DATA EXTRACT:
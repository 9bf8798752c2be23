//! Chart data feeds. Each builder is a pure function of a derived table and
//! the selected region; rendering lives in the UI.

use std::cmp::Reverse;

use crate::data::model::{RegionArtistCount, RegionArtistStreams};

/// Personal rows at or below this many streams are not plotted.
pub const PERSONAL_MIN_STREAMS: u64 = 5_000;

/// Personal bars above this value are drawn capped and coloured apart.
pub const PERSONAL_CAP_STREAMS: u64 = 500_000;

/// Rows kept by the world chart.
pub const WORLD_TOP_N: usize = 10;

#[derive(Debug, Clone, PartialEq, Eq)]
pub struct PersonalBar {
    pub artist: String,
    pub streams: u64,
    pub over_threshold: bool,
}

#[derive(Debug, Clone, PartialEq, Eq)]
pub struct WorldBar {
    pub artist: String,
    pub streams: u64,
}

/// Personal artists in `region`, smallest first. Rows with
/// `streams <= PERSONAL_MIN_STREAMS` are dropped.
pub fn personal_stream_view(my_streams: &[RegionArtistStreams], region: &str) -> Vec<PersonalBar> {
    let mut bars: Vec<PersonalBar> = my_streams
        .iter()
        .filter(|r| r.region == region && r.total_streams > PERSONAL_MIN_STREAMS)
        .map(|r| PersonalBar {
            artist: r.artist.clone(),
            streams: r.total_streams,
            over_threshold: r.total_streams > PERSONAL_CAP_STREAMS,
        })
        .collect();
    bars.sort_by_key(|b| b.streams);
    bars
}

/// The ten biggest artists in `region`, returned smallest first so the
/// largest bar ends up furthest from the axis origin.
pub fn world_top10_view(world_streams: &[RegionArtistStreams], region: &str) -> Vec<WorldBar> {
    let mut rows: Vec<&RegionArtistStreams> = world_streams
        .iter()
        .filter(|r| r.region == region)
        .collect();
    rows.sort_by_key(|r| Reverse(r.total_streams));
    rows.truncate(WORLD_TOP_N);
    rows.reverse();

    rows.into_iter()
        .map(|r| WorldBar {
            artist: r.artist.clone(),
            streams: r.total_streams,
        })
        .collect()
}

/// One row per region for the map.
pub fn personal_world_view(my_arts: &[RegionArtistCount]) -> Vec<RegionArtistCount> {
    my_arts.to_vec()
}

--

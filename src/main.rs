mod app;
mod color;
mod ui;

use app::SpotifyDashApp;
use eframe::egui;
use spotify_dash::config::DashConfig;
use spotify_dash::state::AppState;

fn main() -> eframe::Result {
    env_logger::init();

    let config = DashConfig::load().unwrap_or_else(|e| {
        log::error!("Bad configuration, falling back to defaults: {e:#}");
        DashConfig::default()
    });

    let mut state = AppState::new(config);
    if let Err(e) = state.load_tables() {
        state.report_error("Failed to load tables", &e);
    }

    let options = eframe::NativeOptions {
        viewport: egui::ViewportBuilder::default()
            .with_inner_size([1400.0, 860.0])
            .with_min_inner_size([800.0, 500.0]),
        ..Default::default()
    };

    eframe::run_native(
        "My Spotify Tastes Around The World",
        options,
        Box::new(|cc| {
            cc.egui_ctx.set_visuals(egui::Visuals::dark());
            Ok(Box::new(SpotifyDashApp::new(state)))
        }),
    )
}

---

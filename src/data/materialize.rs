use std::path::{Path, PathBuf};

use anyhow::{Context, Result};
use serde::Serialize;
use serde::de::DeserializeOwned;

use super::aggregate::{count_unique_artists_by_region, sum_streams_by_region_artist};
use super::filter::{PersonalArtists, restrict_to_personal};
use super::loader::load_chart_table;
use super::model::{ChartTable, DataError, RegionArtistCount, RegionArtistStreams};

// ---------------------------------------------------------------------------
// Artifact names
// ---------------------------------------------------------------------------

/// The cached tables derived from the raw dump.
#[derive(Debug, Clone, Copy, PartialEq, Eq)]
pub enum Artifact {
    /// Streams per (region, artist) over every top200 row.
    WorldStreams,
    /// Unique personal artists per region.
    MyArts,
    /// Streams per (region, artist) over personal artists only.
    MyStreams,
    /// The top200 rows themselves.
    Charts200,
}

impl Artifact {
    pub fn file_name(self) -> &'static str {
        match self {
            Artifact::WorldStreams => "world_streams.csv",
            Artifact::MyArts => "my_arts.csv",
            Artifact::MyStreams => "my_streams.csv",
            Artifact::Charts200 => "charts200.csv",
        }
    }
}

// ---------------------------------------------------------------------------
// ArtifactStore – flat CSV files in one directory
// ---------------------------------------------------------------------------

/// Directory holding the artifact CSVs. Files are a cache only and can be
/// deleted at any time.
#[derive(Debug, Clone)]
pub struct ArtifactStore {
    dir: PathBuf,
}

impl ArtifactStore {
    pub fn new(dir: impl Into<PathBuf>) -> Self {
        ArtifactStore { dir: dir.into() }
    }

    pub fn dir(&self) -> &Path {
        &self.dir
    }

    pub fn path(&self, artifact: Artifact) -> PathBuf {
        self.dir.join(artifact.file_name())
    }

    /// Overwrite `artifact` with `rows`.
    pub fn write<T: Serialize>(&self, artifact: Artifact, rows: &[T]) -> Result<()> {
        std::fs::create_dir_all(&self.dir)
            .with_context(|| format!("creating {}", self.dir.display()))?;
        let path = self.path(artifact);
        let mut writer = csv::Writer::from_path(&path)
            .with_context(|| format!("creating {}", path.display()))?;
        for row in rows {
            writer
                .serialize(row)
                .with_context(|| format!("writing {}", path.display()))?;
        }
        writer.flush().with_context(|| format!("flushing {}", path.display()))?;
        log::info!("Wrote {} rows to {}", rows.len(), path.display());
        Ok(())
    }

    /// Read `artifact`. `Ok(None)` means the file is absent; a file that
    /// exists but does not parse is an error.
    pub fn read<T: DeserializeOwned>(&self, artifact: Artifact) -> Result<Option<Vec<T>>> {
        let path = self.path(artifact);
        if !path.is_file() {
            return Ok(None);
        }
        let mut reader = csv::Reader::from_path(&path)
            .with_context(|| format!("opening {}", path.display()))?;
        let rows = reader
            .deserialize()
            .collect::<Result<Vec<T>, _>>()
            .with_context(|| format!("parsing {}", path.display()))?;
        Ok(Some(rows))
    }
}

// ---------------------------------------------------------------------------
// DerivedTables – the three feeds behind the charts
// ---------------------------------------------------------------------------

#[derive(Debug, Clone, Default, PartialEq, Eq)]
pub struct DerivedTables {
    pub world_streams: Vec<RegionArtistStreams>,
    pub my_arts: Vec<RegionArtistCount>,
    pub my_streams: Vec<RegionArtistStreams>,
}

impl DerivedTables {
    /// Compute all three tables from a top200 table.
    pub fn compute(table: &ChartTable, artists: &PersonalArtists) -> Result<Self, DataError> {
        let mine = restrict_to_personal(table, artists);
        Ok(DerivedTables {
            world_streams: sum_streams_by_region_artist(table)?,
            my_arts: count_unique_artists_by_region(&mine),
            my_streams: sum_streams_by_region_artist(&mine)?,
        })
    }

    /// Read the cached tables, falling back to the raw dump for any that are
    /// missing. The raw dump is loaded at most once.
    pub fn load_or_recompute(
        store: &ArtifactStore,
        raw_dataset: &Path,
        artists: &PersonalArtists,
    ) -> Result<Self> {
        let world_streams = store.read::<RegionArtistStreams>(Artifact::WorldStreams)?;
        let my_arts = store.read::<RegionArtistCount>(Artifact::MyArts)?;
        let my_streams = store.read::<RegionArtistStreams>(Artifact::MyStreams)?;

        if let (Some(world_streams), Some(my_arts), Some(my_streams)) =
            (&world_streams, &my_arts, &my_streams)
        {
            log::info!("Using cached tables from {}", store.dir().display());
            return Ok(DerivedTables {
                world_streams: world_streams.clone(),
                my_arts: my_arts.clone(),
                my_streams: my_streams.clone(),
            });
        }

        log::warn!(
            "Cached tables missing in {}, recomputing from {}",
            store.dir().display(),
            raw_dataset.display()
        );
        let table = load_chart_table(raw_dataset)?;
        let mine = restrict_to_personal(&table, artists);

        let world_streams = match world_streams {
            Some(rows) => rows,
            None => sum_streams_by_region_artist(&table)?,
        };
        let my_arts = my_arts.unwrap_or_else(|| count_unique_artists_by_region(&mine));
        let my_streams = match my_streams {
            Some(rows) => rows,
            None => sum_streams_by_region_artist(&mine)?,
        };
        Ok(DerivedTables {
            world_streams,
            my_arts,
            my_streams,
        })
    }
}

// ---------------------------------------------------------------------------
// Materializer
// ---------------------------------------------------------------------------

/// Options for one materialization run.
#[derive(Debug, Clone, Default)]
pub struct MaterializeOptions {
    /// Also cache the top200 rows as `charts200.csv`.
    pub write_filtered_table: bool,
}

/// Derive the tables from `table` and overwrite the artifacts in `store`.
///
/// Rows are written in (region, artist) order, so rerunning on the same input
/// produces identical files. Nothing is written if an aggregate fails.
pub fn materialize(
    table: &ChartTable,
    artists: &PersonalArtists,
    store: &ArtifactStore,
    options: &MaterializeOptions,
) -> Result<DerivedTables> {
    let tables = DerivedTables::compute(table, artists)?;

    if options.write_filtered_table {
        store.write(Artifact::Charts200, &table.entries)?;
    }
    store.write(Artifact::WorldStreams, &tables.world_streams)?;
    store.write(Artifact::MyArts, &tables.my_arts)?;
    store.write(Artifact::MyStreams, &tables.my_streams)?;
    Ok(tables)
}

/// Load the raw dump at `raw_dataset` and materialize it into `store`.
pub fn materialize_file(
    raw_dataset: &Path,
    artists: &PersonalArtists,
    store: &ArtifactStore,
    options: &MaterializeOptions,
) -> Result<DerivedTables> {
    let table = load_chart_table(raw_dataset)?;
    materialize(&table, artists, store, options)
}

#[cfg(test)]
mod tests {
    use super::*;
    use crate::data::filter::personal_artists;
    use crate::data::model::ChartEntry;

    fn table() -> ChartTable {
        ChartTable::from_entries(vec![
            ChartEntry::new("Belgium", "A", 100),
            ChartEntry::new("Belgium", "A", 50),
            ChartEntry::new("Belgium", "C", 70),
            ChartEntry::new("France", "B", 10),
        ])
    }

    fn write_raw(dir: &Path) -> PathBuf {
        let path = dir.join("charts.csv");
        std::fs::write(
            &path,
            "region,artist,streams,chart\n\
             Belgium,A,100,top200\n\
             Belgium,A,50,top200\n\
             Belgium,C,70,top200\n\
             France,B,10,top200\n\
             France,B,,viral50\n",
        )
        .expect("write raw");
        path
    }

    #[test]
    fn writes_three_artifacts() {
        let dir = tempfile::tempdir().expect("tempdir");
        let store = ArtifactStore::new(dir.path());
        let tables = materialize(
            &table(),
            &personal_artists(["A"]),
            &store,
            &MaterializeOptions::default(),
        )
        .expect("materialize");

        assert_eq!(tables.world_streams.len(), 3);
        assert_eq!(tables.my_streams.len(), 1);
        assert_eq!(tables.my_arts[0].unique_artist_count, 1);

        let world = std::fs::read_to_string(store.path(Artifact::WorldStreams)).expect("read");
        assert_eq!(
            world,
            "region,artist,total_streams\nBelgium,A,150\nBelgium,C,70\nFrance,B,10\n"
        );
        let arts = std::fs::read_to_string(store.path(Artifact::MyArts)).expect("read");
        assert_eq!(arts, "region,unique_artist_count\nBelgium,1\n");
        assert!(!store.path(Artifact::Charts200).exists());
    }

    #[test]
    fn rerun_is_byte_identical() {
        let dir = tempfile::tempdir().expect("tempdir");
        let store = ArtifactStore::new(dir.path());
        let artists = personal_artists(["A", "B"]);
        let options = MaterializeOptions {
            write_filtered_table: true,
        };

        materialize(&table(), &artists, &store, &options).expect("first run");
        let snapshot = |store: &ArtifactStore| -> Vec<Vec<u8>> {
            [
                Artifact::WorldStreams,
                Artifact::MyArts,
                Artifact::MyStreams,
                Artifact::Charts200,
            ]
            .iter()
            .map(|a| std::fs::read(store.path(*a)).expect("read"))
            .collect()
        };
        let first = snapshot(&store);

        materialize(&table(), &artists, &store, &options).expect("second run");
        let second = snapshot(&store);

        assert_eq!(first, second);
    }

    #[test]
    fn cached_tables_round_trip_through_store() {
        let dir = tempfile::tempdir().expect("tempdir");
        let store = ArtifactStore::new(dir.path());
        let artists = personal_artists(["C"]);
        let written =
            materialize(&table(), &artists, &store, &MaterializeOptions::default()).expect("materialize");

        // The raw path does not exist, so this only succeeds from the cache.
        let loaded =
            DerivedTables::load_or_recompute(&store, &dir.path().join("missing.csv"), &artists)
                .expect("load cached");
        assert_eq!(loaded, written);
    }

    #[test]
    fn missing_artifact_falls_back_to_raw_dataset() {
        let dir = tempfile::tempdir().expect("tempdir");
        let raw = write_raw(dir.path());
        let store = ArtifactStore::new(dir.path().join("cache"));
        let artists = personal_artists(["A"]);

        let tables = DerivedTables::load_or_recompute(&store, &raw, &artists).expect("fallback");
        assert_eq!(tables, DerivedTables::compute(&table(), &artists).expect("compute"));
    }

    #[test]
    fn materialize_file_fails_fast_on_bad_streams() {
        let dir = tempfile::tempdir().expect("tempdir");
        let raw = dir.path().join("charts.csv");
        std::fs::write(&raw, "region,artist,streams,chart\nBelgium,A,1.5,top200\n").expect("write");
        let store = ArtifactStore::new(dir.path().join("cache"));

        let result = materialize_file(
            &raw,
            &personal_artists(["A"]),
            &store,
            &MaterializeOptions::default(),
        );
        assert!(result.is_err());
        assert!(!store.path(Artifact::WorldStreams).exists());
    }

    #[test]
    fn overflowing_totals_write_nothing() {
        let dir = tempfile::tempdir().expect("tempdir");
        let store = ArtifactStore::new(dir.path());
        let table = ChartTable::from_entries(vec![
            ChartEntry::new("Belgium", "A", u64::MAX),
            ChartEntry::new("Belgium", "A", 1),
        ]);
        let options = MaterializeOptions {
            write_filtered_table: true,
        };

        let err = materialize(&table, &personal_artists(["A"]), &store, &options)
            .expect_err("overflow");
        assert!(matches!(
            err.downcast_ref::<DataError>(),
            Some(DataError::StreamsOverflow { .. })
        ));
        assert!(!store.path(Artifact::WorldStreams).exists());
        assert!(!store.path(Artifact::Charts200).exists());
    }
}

TASK STATEMENT:
Count the lines in the listing where the string "this" appears, and give only the count.

ANSWER BELOW:
3